Have a replacement handle on the way. Have almost all of the rust stripped, I'm on the fence about painting it. Thoughts?


----------



## Blue Oaks (May 17, 2019)

It appears as though it was originally painted. If so, a restoration would include painting it.


----------



## sawfun (May 17, 2019)

Blue Oaks said:


> It appears as though it was originally painted. If so, a restoration would include painting it.


My new one is a light baby blue to medium blue color. I can post pictures if you want to see the color.


----------



## Joshua Tabora (May 17, 2019)

sawfun said:


> My new one is a light baby blue to medium blue color. I can post pictures if you want to see the color.


I'm thinking red, for mine. It doesn't have to be 'historically' correct for my purposes- I'm going to be using it anyhow. Would you use spray enamel or something else?


----------



## sawfun (May 18, 2019)

Joshua Tabora said:


> I'm thinking red, for mine. It doesn't have to be 'historically' correct for my purposes- I'm going to be using it anyhow. Would you use spray enamel or something else?

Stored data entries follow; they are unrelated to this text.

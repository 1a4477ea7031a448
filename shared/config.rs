use std::env;

use crate::error::ConfigError;

/// Issuer host Firebase uses for ID tokens.
pub const DEFAULT_ISSUER_BASE: &str = "https://securetoken.google.com";

/// Published key set for Firebase ID tokens.
pub const DEFAULT_JWKS_URL: &str =
    "https://www.googleapis.com/service_accounts/v1/jwk/securetoken@system.gserviceaccount.com";

/// Subject handed to dev-mode callers that do not send `X-User-Id`.
pub const DEFAULT_DEV_USER_ID: &str = "dev-user";

/// Token verification and dev bypass settings.
///
/// Resolved once per process. Nothing mutates it after construction.
#[derive(Debug, Clone)]
pub struct VerificationConfig {
    pub project_id: Option<String>,
    pub issuer_base: String,
    pub jwks_url: String,
    pub dev_mode_enabled: bool,
    pub dev_shared_secret: Option<String>,
    pub dev_default_user_id: String,
}

impl Default for VerificationConfig {
    fn default() -> Self {
        Self {
            project_id: None,
            issuer_base: DEFAULT_ISSUER_BASE.to_string(),
            jwks_url: DEFAULT_JWKS_URL.to_string(),
            dev_mode_enabled: false,
            dev_shared_secret: None,
            dev_default_user_id: DEFAULT_DEV_USER_ID.to_string(),
        }
    }
}

impl VerificationConfig {
    /// Load configuration from environment variables
    pub fn from_env() -> Self {
        Self {
            project_id: non_empty_var("FIREBASE_PROJECT_ID"),
            issuer_base: non_empty_var("AUTH_ISSUER_BASE")
                .unwrap_or_else(|| DEFAULT_ISSUER_BASE.to_string()),
            jwks_url: non_empty_var("AUTH_JWKS_URL")
                .unwrap_or_else(|| DEFAULT_JWKS_URL.to_string()),
            dev_mode_enabled: env::var("DEV_AUTH").unwrap_or_default() == "true",
            dev_shared_secret: non_empty_var("DEV_API_KEY"),
            dev_default_user_id: non_empty_var("DEV_USER_ID")
                .unwrap_or_else(|| DEFAULT_DEV_USER_ID.to_string()),
        }
    }

    /// Project configuration for a given tenant, everything else default.
    pub fn for_project(project_id: impl Into<String>) -> Self {
        Self {
            project_id: Some(project_id.into()),
            ..Self::default()
        }
    }

    /// Enable the dev bypass with the given shared secret.
    pub fn with_dev_secret(mut self, secret: impl Into<String>) -> Self {
        self.dev_mode_enabled = true;
        self.dev_shared_secret = Some(secret.into());
        self
    }

    fn project(&self) -> Result<&str, ConfigError> {
        self.project_id
            .as_deref()
            .map(str::trim)
            .filter(|id| !id.is_empty())
            .ok_or(ConfigError::MissingProjectId)
    }

    /// Expected `iss` claim: `<issuer_base>/<project_id>`.
    pub fn issuer(&self) -> Result<String, ConfigError> {
        let project = self.project()?;
        Ok(format!("{}/{}", self.issuer_base.trim_end_matches('/'), project))
    }

    /// Expected `aud` claim: the project id itself.
    pub fn audience(&self) -> Result<String, ConfigError> {
        self.project().map(str::to_string)
    }

    /// The dev bypass is usable only when enabled and a secret is present.
    pub fn dev_bypass_armed(&self) -> bool {
        self.dev_mode_enabled
            && self
                .dev_shared_secret
                .as_deref()
                .is_some_and(|secret| !secret.is_empty())
    }
}

/// Record store (Supabase PostgREST) connection settings.
#[derive(Debug, Clone)]
pub struct DatabaseConfig {
    pub supabase_url: String,
    pub supabase_key: String,
}

impl DatabaseConfig {
    /// Load configuration from environment variables
    pub fn from_env() -> Result<Self, ConfigError> {
        let supabase_url = non_empty_var("SUPABASE_URL").ok_or(ConfigError::MissingDatabase)?;
        let supabase_key = non_empty_var("SUPABASE_KEY").ok_or(ConfigError::MissingDatabase)?;
        Ok(Self {
            supabase_url,
            supabase_key,
        })
    }
}

/// Full process configuration.
#[derive(Debug, Clone)]
pub struct Config {
    pub verification: VerificationConfig,
    pub database: DatabaseConfig,
}

impl Config {
    /// Load configuration from environment variables, reading `.env` first if present.
    pub fn from_env() -> Result<Self, ConfigError> {
        let _ = dotenvy::dotenv();

        Ok(Self {
            verification: VerificationConfig::from_env(),
            database: DatabaseConfig::from_env()?,
        })
    }
}

fn non_empty_var(name: &str) -> Option<String> {
    env::var(name)
        .ok()
        .map(|value| value.trim().to_string())
        .filter(|value| !value.is_empty())
}
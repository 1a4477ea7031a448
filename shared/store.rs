//! Thin client over the Supabase PostgREST endpoint.

use postgrest::{Builder, Postgrest};
use serde_json::Value;

use crate::config::DatabaseConfig;
use crate::error::StoreError;

/// Status PostgREST answers with when a single-object request does not match
/// exactly one row.
const NOT_SINGLE_STATUS: u16 = 406;

/// Generic record store the resource handlers query.
#[derive(Clone)]
pub struct RecordStore {
    client: Postgrest,
}

impl RecordStore {
    pub fn new(supabase_url: &str, supabase_key: &str) -> Self {
        let client = Postgrest::new(format!("{}/rest/v1", supabase_url.trim_end_matches('/')))
            .insert_header("apikey", supabase_key)
            .insert_header("Authorization", format!("Bearer {supabase_key}"));
        Self { client }
    }

    pub fn from_config(config: &DatabaseConfig) -> Self {
        Self::new(&config.supabase_url, &config.supabase_key)
    }

    /// Start a query against `table`.
    pub fn table(&self, table: &str) -> Builder {
        self.client.from(table)
    }

    /// Execute and decode a JSON array of rows.
    pub async fn fetch_all(&self, query: Builder) -> Result<Vec<Value>, StoreError> {
        let body = execute(query).await?;
        if body.trim().is_empty() {
            return Ok(Vec::new());
        }
        Ok(serde_json::from_str(&body)?)
    }

    /// Execute a single-object request; `None` when no row matched.
    ///
    /// More than one matching row is an error, not a miss.
    pub async fn fetch_optional(&self, query: Builder) -> Result<Option<Value>, StoreError> {
        match execute(query.single()).await {
            Ok(body) => Ok(Some(serde_json::from_str(&body)?)),
            Err(StoreError::Status {
                status,
                details: Some(details),
                ..
            }) if status == NOT_SINGLE_STATUS && reports_zero_rows(&details) => Ok(None),
            Err(err) => Err(err),
        }
    }

    /// First row of a query that may match several; order the query to make
    /// the choice stable.
    pub async fn fetch_first(&self, query: Builder) -> Result<Option<Value>, StoreError> {
        Ok(self.fetch_all(query.limit(1)).await?.into_iter().next())
    }

    /// Execute a write whose result is ignored.
    pub async fn execute(&self, query: Builder) -> Result<(), StoreError> {
        execute(query).await.map(|_| ())
    }
}

async fn execute(query: Builder) -> Result<String, StoreError> {
    let response = query
        .execute()
        .await
        .map_err(|e| StoreError::Transport(e.to_string()))?;

    let status = response.status();
    let body = response
        .text()
        .await
        .map_err(|e| StoreError::Transport(e.to_string()))?;

    if !status.is_success() {
        let error = serde_json::from_str::<Value>(&body).unwrap_or(Value::Null);
        let field = |name: &str| error.get(name).and_then(Value::as_str).map(str::to_string);
        return Err(StoreError::Status {
            status: status.as_u16(),
            message: field("message")
                .unwrap_or_else(|| format!("Database query failed with status {status}")),
            details: field("details"),
        });
    }

    Ok(body)
}

/// Whether a PostgREST `details` string says the result had zero rows, as in
/// "The result contains 0 rows" or "Results contain 0 rows, ...".
fn reports_zero_rows(details: &str) -> bool {
    let words: Vec<&str> = details.split_whitespace().collect();
    words
        .windows(2)
        .any(|pair| pair[0] == "0" && pair[1].starts_with("row"))
}
//! Per-user shopping cart. Carts belong to the authenticated subject; a
//! client-supplied user id is never trusted for scoping.

use serde_json::{json, Value};
use vercel_runtime::{Body, Error, Request, Response};

use super::{present, store_failure, truthy};
use crate::auth::Identity;
use crate::error::StoreError;
use crate::http::{
    bad_request, empty_response, error_response, json_body, json_response, last_path_segment,
    method_not_allowed, not_found, preflight, query_param,
};
use crate::services::Services;

/// `/cart`
pub async fn handle(req: Request, services: &Services) -> Result<Response<Body>, Error> {
    if req.method() == "OPTIONS" {
        return preflight();
    }
    if !matches!(req.method().as_str(), "GET" | "POST" | "PUT" | "DELETE") {
        return method_not_allowed();
    }
    let identity = match services.gate.require_identity(&req).await.into_result() {
        Ok(identity) => identity,
        Err(rejection) => return rejection.into_response(),
    };

    let cart_id = query_param(&req, "id");
    match (req.method().as_str(), cart_id) {
        ("POST", _) => create_cart(services, &identity).await,
        ("GET", Some(cart_id)) => list_items(services, &identity, &cart_id).await,
        ("GET", None) => find_cart(services, identity.subject()).await,
        ("PUT", Some(cart_id)) => set_item(&req, services, &identity, &cart_id).await,
        ("DELETE", Some(cart_id)) => remove_item(&req, services, &identity, &cart_id).await,
        _ => bad_request("Missing cartId (use ?id=)"),
    }
}

/// `/cart/{id}`
pub async fn handle_items(req: Request, services: &Services) -> Result<Response<Body>, Error> {
    if req.method() == "OPTIONS" {
        return preflight();
    }
    if !matches!(req.method().as_str(), "GET" | "PUT") {
        return method_not_allowed();
    }
    let identity = match services.gate.require_identity(&req).await.into_result() {
        Ok(identity) => identity,
        Err(rejection) => return rejection.into_response(),
    };
    let Some(cart_id) = last_path_segment(&req) else {
        return bad_request("Missing cartId");
    };

    if req.method() == "GET" {
        list_items(services, &identity, &cart_id).await
    } else {
        set_item(&req, services, &identity, &cart_id).await
    }
}

/// `/cart/user/{userId}`
pub async fn handle_user(req: Request, services: &Services) -> Result<Response<Body>, Error> {
    match req.method().as_str() {
        "OPTIONS" => return preflight(),
        "GET" => {}
        _ => return method_not_allowed(),
    }
    let identity = match services.gate.require_identity(&req).await.into_result() {
        Ok(identity) => identity,
        Err(rejection) => return rejection.into_response(),
    };
    let Some(user_id) = last_path_segment(&req) else {
        return bad_request("Missing userId");
    };
    if user_id != identity.subject() {
        return error_response(403, "Forbidden");
    }

    find_cart(services, &user_id).await
}

/// Return the caller's cart, creating it on first use. 200 when it already
/// existed, 201 when inserted.
async fn create_cart(services: &Services, identity: &Identity) -> Result<Response<Body>, Error> {
    match caller_cart(services, identity.subject()).await {
        Ok(Some(cart)) => return json_response(200, &json!({ "cartId": cart["id"] })),
        Ok(None) => {}
        Err(err) => return store_failure(err),
    }

    let query = services
        .store
        .table("carts")
        .insert(json!({ "user_id": identity.subject() }).to_string());

    match services.store.fetch_optional(query).await {
        Ok(Some(cart)) => json_response(201, &json!({ "cartId": cart["id"] })),
        Ok(None) => error_response(500, "Cart insert returned no row"),
        Err(err) => store_failure(err),
    }
}

async fn find_cart(services: &Services, user_id: &str) -> Result<Response<Body>, Error> {
    match caller_cart(services, user_id).await {
        Ok(Some(cart)) => json_response(200, &json!({ "cartId": cart["id"] })),
        Ok(None) => not_found("Cart not found for user"),
        Err(err) => store_failure(err),
    }
}

/// Oldest cart of `user_id`. Rows created before carts were reused may leave
/// a user with several.
async fn caller_cart(services: &Services, user_id: &str) -> Result<Option<Value>, StoreError> {
    let query = services
        .store
        .table("carts")
        .select("id")
        .eq("user_id", user_id)
        .order("id.asc");
    services.store.fetch_first(query).await
}

/// Whether `cart_id` exists and belongs to the caller.
async fn owns_cart(
    services: &Services,
    identity: &Identity,
    cart_id: &str,
) -> Result<bool, StoreError> {
    let query = services
        .store
        .table("carts")
        .select("id")
        .eq("id", cart_id)
        .eq("user_id", identity.subject());
    Ok(services.store.fetch_optional(query).await?.is_some())
}

async fn list_items(
    services: &Services,
    identity: &Identity,
    cart_id: &str,
) -> Result<Response<Body>, Error> {
    match owns_cart(services, identity, cart_id).await {
        Ok(true) => {}
        Ok(false) => return not_found("Cart not found"),
        Err(err) => return store_failure(err),
    }

    let query = services
        .store
        .table("cart_items")
        .select("product_id,quantity")
        .eq("cart_id", cart_id);

    match services.store.fetch_all(query).await {
        Ok(items) => json_response(200, &items),
        Err(err) => store_failure(err),
    }
}

async fn set_item(
    req: &Request,
    services: &Services,
    identity: &Identity,
    cart_id: &str,
) -> Result<Response<Body>, Error> {
    let Some(payload) = json_body(req) else {
        return bad_request("Invalid JSON");
    };
    let product_id = payload.get("productId");
    let quantity = payload.get("quantity");
    if !truthy(product_id) || !present(quantity) {
        return bad_request("Missing productId or quantity");
    }
    let product_id = product_id.cloned().unwrap_or(Value::Null);
    let quantity = quantity.cloned().unwrap_or(Value::Null);

    match owns_cart(services, identity, cart_id).await {
        Ok(true) => {}
        Ok(false) => return not_found("Cart not found"),
        Err(err) => return store_failure(err),
    }

    let query = services
        .store
        .table("cart_items")
        .upsert(
            json!({
                "cart_id": cart_id,
                "product_id": product_id,
                "quantity": quantity,
            })
            .to_string(),
        )
        .on_conflict("cart_id,product_id");

    match services.store.execute(query).await {
        Ok(()) => json_response(
            200,
            &json!({ "productId": product_id, "quantity": quantity }),
        ),
        Err(err) => store_failure(err),
    }
}

async fn remove_item(
    req: &Request,
    services: &Services,
    identity: &Identity,
    cart_id: &str,
) -> Result<Response<Body>, Error> {
    let Some(product_id) = query_param(req, "productId") else {
        return bad_request("Missing productId");
    };

    match owns_cart(services, identity, cart_id).await {
        Ok(true) => {}
        Ok(false) => return not_found("Cart not found"),
        Err(err) => return store_failure(err),
    }

    let query = services
        .store
        .table("cart_items")
        .delete()
        .eq("cart_id", cart_id)
        .eq("product_id", product_id);

    match services.store.execute(query).await {
        Ok(()) => empty_response(204),
        Err(err) => store_failure(err),
    }
}
use vercel_runtime::{run, Body, Error, Request, Response};

#[tokio::main]
async fn main() -> Result<(), Error> {
    shared::telemetry::init();
    shared::services()?;
    run(handler).await
}

pub async fn handler(req: Request) -> Result<Response<Body>, Error> {
    shared::dispatch(req, shared::handlers::orders::handle).await
}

I'd use Krylon, Hammerite, or any other decent spray paint. You might primer it first for extra protection and a nicer job.


----------



## Blue Oaks (May 18, 2019)

Engine enamel tends to be a higher quality, more durable paint.


----------



## Joshua Tabora (May 30, 2019)

Almost finished with the project. I have the parts painted and the handle fit, just waiting for them to dry before I can assemble the finished tool!


----------



## Joshua Tabora (May 31, 2019)

All finished. Fun and affordable project, all said and done. $10 into the cant hook head, around $40 for the handle, linseed oil and sandpaper that I had lying around and less than $1.50 for the hardware.


----------